The Parker House Hotel was established by Harvey D. Parker and opened on October 8, 1855. Additions and alterations were made to the original building starting only five years after its opening.

The hotel was home to the Saturday Club, which met on the fourth Saturday of every month, except during July, August, and September. Among the Saturday Club's nineteenth-century members were poet, essayist, and preeminent transcendentalist Ralph Waldo Emerson, poet and The Atlantic Monthly editor James Russell Lowell, novelist Nathaniel Hawthorne, poets John Greenleaf Whittier and Henry Wadsworth Longfellow, diplomat Charles Francis Adams, historian Francis Parkman, philosopher, educator and abolitionist Amos Bronson Alcott and sage-about-town Dr. Oliver Wendell Holmes Sr.
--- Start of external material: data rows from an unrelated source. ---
use tracing::warn;

/// Double-buffered upload of decoded pixels into an `egui` texture.
/// Writing the next frame goes to the staging buffer the texture is not
/// currently reading from, so decode cadence never waits on render
/// cadence. When staging allocation fails the uploader degrades to a
/// direct synchronous path; slower, still correct.
pub struct TextureUploader {
    texture: Option<egui::TextureHandle>,
    placeholder: Option<egui::TextureHandle>,
    staging: [Vec<u8>; 2],
    write: usize,
    width: usize,
    height: usize,
    direct: bool,
}

impl Default for TextureUploader {
    fn default() -> Self {
        Self::new()
    }
}

impl TextureUploader {
    pub fn new() -> Self {
        Self {
            texture: None,
            placeholder: None,
            staging: [Vec::new(), Vec::new()],
            write: 0,
            width: 0,
            height: 0,
            direct: false,
        }
    }

    /// Upload one RGBA frame. `force` writes through both staging buffers
    /// so the image is guaranteed visible on the next rendered frame even
    /// with a swap in flight (used for preroll and just-seeked frames).
    pub fn upload(
        &mut self,
        ctx: &egui::Context,
        width: usize,
        height: usize,
        pixels: &[u8],
        force: bool,
    ) {
        if pixels.len() != width * height * 4 {
            return;
        }

        if width != self.width || height != self.height {
            self.reallocate(width, height);
            // first frame at this size goes up immediately, single-buffered
            self.set_texture(ctx, pixels);
            if !self.direct {
                self.staging[0].copy_from_slice(pixels);
                self.staging[1].copy_from_slice(pixels);
            }
            return;
        }

        if self.direct {
            self.set_texture(ctx, pixels);
            return;
        }

        self.staging[self.write].copy_from_slice(pixels);
        let image = egui::ColorImage::from_rgba_unmultiplied(
            [width, height],
            &self.staging[self.write],
        );
        self.apply(ctx, image);
        self.write = 1 - self.write;

        if force {
            self.staging[self.write].copy_from_slice(pixels);
            let image = egui::ColorImage::from_rgba_unmultiplied(
                [width, height],
                &self.staging[self.write],
            );
            self.apply(ctx, image);
            self.write = 1 - self.write;
        }
    }

    /// Most recent frame, or the black placeholder before any arrived.
    pub fn texture(&mut self, ctx: &egui::Context) -> egui::TextureHandle {
        if let Some(handle) = &self.texture {
            return handle.clone();
        }
        self.placeholder
            .get_or_insert_with(|| {
                ctx.load_texture(
                    "playback_placeholder",
                    egui::ColorImage::new([2, 2], egui::Color32::BLACK),
                    egui::TextureOptions::LINEAR,
                )
            })
            .clone()
    }

    pub fn has_frame(&self) -> bool {
        self.texture.is_some()
    }

    pub fn resolution(&self) -> Option<(usize, usize)> {
        if self.width > 0 {
            Some((self.width, self.height))
        } else {
            None
        }
    }

    pub fn is_double_buffered(&self) -> bool {
        !self.direct
    }

    /// Drop the current frame and staging state; used on close.
    pub fn reset(&mut self) {
        self.texture = None;
        self.staging = [Vec::new(), Vec::new()];
        self.write = 0;
        self.width = 0;
        self.height = 0;
    }

    fn reallocate(&mut self, width: usize, height: usize) {
        self.width = width;
        self.height = height;
        self.write = 0;
        let len = width * height * 4;
        for buf in &mut self.staging {
            buf.clear();
            if buf.try_reserve_exact(len.saturating_sub(buf.capacity())).is_err() {
                warn!("Staging allocation of {len} bytes failed, using direct upload");
                self.direct = true;
                self.staging = [Vec::new(), Vec::new()];
                return;
            }
            buf.resize(len, 0);
        }
        self.direct = false;
    }

    fn set_texture(&mut self, ctx: &egui::Context, pixels: &[u8]) {
        let image = egui::ColorImage::from_rgba_unmultiplied([self.width, self.height], pixels);
        self.apply(ctx, image);
    }

    fn apply(&mut self, ctx: &egui::Context, image: egui::ColorImage) {
        if let Some(handle) = &mut self.texture {
            if handle.size() == [self.width, self.height] {
                handle.set(image, egui::TextureOptions::LINEAR);
                return;
            }
        }
        self.texture = Some(ctx.load_texture("playback_frame", image, egui::TextureOptions::LINEAR));
    }
}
Charles Dickens resided in the Parker House for five months in 1867–1868 in his own apartments; he first recited and performed "A Christmas Carol" for the Saturday Club at the Parker House, then again for an adoring public at nearby Tremont Temple. The Parker House kept the door to Dickens' guest room when he stayed in 1867 and the mirror used by him for rehearsals, both of which remain on display at the hotel.
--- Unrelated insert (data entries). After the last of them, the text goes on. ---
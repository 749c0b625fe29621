use serde::{Deserialize, Serialize};

use crate::timeline::{Time, TIME_NONE};

/// What happens when playback reaches the end of the valid range.
#[derive(Debug, Clone, Copy, PartialEq, Eq, Default, Serialize, Deserialize)]
pub enum LoopMode {
    None,
    #[default]
    Rewind,
    Bidirectional,
}

#[derive(Debug, Clone, Copy, PartialEq, Eq, Default)]
pub enum DesiredState {
    #[default]
    Paused,
    Playing,
}

/// Requested playback configuration, owned by the pipeline controller and
/// read by the per-tick state machine. The decode pipeline acknowledges
/// state changes asynchronously; this is the requested side.
#[derive(Debug, Clone)]
pub struct PlaybackParams {
    pub desired: DesiredState,
    pub rate: f64,
    pub position: Time,
    pub loop_mode: LoopMode,
    pub enabled: bool,
    /// State to restore when a disabled output is re-enabled.
    pub resume: DesiredState,
}

impl Default for PlaybackParams {
    fn default() -> Self {
        Self {
            desired: DesiredState::Paused,
            rate: 1.0,
            position: TIME_NONE,
            loop_mode: LoopMode::default(),
            enabled: true,
            resume: DesiredState::Paused,
        }
    }
}

impl PlaybackParams {
    pub fn is_forward(&self) -> bool {
        self.rate > 0.0
    }

    /// Rate 0 would stall the pipeline clock; "not advancing" is expressed
    /// as Paused instead, so zero is rejected here.
    pub fn set_rate(&mut self, rate: f64) -> bool {
        if rate == 0.0 || !rate.is_finite() {
            return false;
        }
        self.rate = rate;
        true
    }
}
The hotel introduced to America what became known as the European Plan. Prior to that time, American hotels had included meals in the cost of a room, and offered them only at set times. The Parker House charged only for the room, with meals charged separately and offered whenever the guest chose.

Actor John Wilkes Booth stayed at the hotel April 5–6, 1865, eight days before assassinating Abraham Lincoln. He was apparently in Boston to see his brother, actor Edwin Booth, who was performing there. While in Boston, Booth was seen practicing at a firing range near the Parker House.

Between 1866 and 1925, the hotel increased in size with new stories and additions, eventually expanding its footprint over 41,400 square feet of land—the bulk of the city lot bordered by Tremont, School, and Bosworth Streets and Chapman Place.

The Parker House created Massachusetts's state dessert, Boston Cream Pie; invented the Parker House roll; and coined the word "scrod," which is not a kind of fish, but a term for the freshest, finest, and youngest white fish of the day.

Jacques Offenbach stayed at the hotel during an 1876 tour of the U.S., and, inspired by the rolls, sang a tune to friends as a joke. He would later use it as a theme in his opera, The Tales of Hoffmann.

On May 31, 1884, when founder Harvey Parker died at the age of 79, he was buried in Mount Auburn Cemetery, the “permanent home” of many of Boston's most prestigious people. The ambitious Maine farm boy who arrived in Boston almost penniless in 1825, died with a net worth of $1,272,546.94. Parker's will granted $100,000 to Boston's new Museum of Fine Arts, and provided the foundation for its Print Department.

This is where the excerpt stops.